Even within the Left there is a view that globalisation represents a sort of half-way house towards the internationalism that the Left stands for. True, it is occurring within capitalism and it is dominated by finance. But we should not, it is argued, go back to the pre-globalisation situation; rather we should remain within the ambit of globalisation and seek to overthrow the hegemony of finance capital over this process. This argument is flawed for two distinct reasons: one, the obvious one, is that there is no internationally coordinated struggle of the workers, let alone an internationally-coordinated struggle of the peasants.

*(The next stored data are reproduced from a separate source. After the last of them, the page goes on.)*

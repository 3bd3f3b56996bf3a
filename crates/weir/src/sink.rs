//! Result sink and the stream consumers read it from.
//!
//! A [`ResultSink`] is handed to a [`WorkerPool`](crate::WorkerPool) (or is
//! created internally by [`merge`](crate::merge)). The owner of the sink
//! closes it once all of its writers are done; consumers read the matching
//! [`ResultStream`] until it ends.

use crate::{
    channel,
    error::{Error, Result},
    queue::TaskQueue,
};
use core::{
    pin::Pin,
    task::{Context, Poll},
    time::Duration,
};
use futures::Stream;

/// Creates a bounded result sink holding at most `capacity` undelivered
/// results. With a capacity of `0` a writer waits until a reader takes the
/// result.
pub fn bounded<R>(capacity: usize) -> (ResultSink<R>, ResultStream<R>) {
    let (tx, rx) = channel::bounded(capacity);
    (ResultSink { tx }, ResultStream { rx })
}

/// Write side of a result stream.
///
/// Only the crate writes to a sink: workers and merge forwarders send into
/// it, and the completion tracker that owns it closes it.
#[derive(Debug)]
pub struct ResultSink<R> {
    tx: channel::Sender<R>,
}

impl<R> ResultSink<R> {
    pub(crate) fn writer(&self) -> Self {
        Self {
            tx: self.tx.clone(),
        }
    }

    /// Sends a result, waiting while the sink is full. Hands the result back
    /// if the consumer has gone away.
    pub(crate) async fn send(&self, result: R) -> core::result::Result<(), R> {
        self.tx.send(result).await
    }

    /// Closes the sink. Returns `true` only for the call that actually closed
    /// it.
    pub(crate) fn close(&self) -> bool {
        self.tx.close()
    }

    pub fn is_closed(&self) -> bool {
        self.tx.is_closed()
    }

    /// Number of results waiting to be consumed.
    pub fn len(&self) -> usize {
        self.tx.len()
    }

    pub fn is_empty(&self) -> bool {
        self.tx.is_empty()
    }
}

pin_project_lite::pin_project! {
    /// Read side of a result sink.
    ///
    /// Implements [`Stream`], so the usual `StreamExt` combinators apply. The
    /// stream ends once the sink is closed and every buffered result has been
    /// read.
    #[derive(Debug)]
    pub struct ResultStream<R> {
        #[pin]
        rx: channel::Receiver<R>,
    }
}

impl<R> ResultStream<R> {
    /// Receives the next result, or `None` once the stream has ended.
    pub async fn recv(&self) -> Option<R> {
        self.rx.recv().await
    }

    /// Receives the next result, giving up once `timeout` elapses.
    ///
    /// # Errors
    ///
    /// Returns [`Error::Timeout`] if nothing arrived and the stream did not end
    /// in time.
    pub async fn recv_timeout(&self, timeout: Duration) -> Result<Option<R>> {
        tokio::time::timeout(timeout, self.recv())
            .await
            .map_err(|_| Error::Timeout(timeout))
    }

    /// Takes a result if one is buffered right now.
    pub fn try_recv(&self) -> Option<R> {
        self.rx.try_recv()
    }

    /// Returns `true` once the sink has been closed. Buffered results may
    /// still be pending.
    pub fn is_closed(&self) -> bool {
        self.rx.is_closed()
    }

    /// Returns `true` once the sink is closed and every result was read.
    pub fn is_terminated(&self) -> bool {
        self.rx.is_terminated()
    }

    pub fn len(&self) -> usize {
        self.rx.len()
    }

    pub fn is_empty(&self) -> bool {
        self.rx.is_empty()
    }

    /// Turns this stream into the task queue of a following stage.
    ///
    /// The queue closes when this stream's sink closes, so the downstream
    /// pool finishes right after the upstream one.
    pub fn into_queue(self) -> TaskQueue<R> {
        TaskQueue::from_receiver(self.rx)
    }
}

impl<R> Stream for ResultStream<R> {
    type Item = R;

    fn poll_next(self: Pin<&mut Self>, cx: &mut Context<'_>) -> Poll<Option<R>> {
        self.project().rx.poll_next(cx)
    }

    fn size_hint(&self) -> (usize, Option<usize>) {
        self.rx.size_hint()
    }
}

An international struggle against globalisation is a non-starter if the classes whose task is to carry out this struggle are themselves not internationally co-ordinated.
The other reason is that since globalisation involves, as we have just seen, a replication of the hierarchical structure of nations that has obtained historically under capitalism, despite all the shift of activities from the metropolis to the third world, the process of liberation from this finance-dominated globalisation cannot be identical or symmetrical across nations. If the third world countries can be hit with massive financial outflows for reasons not of their own making, then they have to prevent these flows through capital controls; and that ipso facto means delinking from globalisation. For the workers and peasants of the third world in short delinking from the current globalisation must remain a central objective.
This does not mean that the struggle for reforming the institutions and practices through which finance-dominated globalisation operates should not be joined. The issue of de-linking becomes relevant precisely because such reforms will either not succeed at all or be insufficient from the perspective of third world countries. The struggle for reforming the institutions through which the hegemony of finance capital is exercised and delinking from the current globalizsation are not two distinct processes; one arises because the other is unsuccessful. And the other, namely reforming the institutions of the current globalisation, would be unsuccessful because finance does not voluntarily relinquish its hegemony.